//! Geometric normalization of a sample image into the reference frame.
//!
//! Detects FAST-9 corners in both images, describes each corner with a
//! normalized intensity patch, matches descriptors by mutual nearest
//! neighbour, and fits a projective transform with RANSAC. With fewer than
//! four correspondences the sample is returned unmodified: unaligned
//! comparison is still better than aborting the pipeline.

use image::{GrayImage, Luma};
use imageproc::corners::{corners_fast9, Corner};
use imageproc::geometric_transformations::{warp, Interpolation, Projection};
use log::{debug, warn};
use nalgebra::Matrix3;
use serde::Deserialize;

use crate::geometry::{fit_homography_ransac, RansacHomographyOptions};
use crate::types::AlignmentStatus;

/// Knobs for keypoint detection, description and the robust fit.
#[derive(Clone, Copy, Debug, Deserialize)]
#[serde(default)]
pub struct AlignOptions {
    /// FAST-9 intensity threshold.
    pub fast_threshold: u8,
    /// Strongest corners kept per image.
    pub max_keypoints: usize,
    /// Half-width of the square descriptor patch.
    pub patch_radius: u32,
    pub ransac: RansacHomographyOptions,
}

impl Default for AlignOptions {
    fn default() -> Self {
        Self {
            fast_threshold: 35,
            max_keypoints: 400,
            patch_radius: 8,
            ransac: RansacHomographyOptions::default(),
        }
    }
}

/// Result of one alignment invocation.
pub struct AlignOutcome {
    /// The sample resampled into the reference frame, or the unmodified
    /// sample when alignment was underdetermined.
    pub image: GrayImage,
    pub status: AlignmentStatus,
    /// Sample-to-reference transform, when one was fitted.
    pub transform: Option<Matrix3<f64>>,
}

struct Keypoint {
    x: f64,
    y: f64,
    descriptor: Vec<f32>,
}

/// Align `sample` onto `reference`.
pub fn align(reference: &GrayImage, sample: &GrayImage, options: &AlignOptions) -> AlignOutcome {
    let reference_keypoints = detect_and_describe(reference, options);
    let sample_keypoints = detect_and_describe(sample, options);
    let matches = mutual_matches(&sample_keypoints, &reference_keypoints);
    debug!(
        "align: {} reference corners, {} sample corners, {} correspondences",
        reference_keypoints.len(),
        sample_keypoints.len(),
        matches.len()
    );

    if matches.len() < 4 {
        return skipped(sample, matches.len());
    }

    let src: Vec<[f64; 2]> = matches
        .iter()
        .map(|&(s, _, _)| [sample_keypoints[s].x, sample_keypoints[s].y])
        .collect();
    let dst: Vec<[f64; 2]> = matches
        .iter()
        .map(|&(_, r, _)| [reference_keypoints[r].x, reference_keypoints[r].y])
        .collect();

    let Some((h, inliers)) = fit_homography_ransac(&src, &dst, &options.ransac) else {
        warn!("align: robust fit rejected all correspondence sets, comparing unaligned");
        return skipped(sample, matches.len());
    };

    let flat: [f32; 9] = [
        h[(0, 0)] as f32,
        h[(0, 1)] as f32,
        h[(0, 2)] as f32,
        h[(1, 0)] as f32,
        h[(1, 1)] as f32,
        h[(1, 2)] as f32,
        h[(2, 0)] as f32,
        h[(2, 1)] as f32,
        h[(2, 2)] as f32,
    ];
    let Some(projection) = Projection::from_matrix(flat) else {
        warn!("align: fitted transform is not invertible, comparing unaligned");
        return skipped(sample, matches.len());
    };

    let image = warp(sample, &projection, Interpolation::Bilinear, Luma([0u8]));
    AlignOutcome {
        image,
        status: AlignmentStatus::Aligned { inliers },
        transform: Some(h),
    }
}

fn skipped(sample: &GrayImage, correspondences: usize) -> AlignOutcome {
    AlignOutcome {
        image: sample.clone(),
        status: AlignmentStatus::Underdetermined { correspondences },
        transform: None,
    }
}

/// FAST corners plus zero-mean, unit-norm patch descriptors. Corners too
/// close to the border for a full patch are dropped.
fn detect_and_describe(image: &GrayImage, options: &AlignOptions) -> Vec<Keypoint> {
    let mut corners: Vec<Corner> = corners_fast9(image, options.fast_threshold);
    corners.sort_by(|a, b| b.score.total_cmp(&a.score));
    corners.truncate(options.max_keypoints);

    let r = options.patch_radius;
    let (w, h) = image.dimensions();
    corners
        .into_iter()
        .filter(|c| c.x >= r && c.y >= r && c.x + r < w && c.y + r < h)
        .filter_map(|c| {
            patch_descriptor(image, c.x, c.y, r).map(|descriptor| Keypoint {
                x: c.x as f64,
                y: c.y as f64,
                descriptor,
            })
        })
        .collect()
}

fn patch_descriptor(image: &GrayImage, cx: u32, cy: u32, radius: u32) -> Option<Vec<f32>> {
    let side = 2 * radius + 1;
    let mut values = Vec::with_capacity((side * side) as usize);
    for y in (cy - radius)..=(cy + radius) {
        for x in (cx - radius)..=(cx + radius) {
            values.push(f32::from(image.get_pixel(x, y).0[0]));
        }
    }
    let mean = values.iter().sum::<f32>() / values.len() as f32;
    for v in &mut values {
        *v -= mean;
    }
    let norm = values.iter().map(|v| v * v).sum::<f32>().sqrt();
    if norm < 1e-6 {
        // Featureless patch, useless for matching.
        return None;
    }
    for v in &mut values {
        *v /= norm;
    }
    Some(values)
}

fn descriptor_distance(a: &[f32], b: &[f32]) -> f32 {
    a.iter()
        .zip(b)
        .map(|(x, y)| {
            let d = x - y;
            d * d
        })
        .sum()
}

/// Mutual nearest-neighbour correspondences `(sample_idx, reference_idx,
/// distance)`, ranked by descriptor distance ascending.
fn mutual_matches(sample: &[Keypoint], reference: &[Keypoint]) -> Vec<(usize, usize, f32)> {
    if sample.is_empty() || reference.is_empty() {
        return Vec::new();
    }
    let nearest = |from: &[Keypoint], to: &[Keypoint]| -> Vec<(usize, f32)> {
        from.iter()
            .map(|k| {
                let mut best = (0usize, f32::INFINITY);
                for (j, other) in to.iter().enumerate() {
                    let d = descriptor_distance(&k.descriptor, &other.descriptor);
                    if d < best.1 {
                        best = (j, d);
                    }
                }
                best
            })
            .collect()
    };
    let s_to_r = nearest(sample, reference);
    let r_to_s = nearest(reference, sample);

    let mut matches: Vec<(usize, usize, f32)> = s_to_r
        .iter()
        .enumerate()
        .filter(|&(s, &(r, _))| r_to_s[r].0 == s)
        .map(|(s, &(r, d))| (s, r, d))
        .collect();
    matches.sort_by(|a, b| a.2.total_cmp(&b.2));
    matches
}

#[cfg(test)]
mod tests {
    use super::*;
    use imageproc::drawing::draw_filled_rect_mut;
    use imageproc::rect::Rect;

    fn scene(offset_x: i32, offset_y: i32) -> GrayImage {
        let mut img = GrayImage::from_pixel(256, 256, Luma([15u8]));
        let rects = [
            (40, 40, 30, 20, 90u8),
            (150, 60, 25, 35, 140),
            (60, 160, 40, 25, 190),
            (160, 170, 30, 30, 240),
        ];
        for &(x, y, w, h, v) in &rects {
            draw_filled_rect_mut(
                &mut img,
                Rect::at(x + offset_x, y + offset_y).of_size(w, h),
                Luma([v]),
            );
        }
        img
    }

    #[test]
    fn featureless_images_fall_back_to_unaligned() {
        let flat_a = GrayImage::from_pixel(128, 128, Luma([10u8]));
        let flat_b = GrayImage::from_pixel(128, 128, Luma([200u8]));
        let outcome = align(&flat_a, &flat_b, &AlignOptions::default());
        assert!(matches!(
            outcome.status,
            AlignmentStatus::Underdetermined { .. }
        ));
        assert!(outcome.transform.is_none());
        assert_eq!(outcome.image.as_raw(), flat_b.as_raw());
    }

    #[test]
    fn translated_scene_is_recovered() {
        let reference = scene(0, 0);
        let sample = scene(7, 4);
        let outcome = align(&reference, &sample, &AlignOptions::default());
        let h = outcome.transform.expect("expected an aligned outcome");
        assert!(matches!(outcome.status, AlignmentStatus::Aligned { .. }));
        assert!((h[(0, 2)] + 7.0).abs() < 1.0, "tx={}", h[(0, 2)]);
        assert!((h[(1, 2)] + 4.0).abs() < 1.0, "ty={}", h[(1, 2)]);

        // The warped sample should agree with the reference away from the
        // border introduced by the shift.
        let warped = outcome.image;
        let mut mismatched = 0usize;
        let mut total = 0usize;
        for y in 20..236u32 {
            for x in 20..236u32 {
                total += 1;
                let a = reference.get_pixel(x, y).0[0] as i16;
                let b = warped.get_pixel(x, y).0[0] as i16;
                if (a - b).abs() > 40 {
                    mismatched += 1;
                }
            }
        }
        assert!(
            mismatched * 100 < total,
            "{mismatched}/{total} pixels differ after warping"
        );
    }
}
-.-.-
**What you need to do**: Show me every line in the data above that includes "intensity".

**Output below**:
//! normalized intensity patch, matches descriptors by mutual nearest
    /// FAST-9 intensity threshold.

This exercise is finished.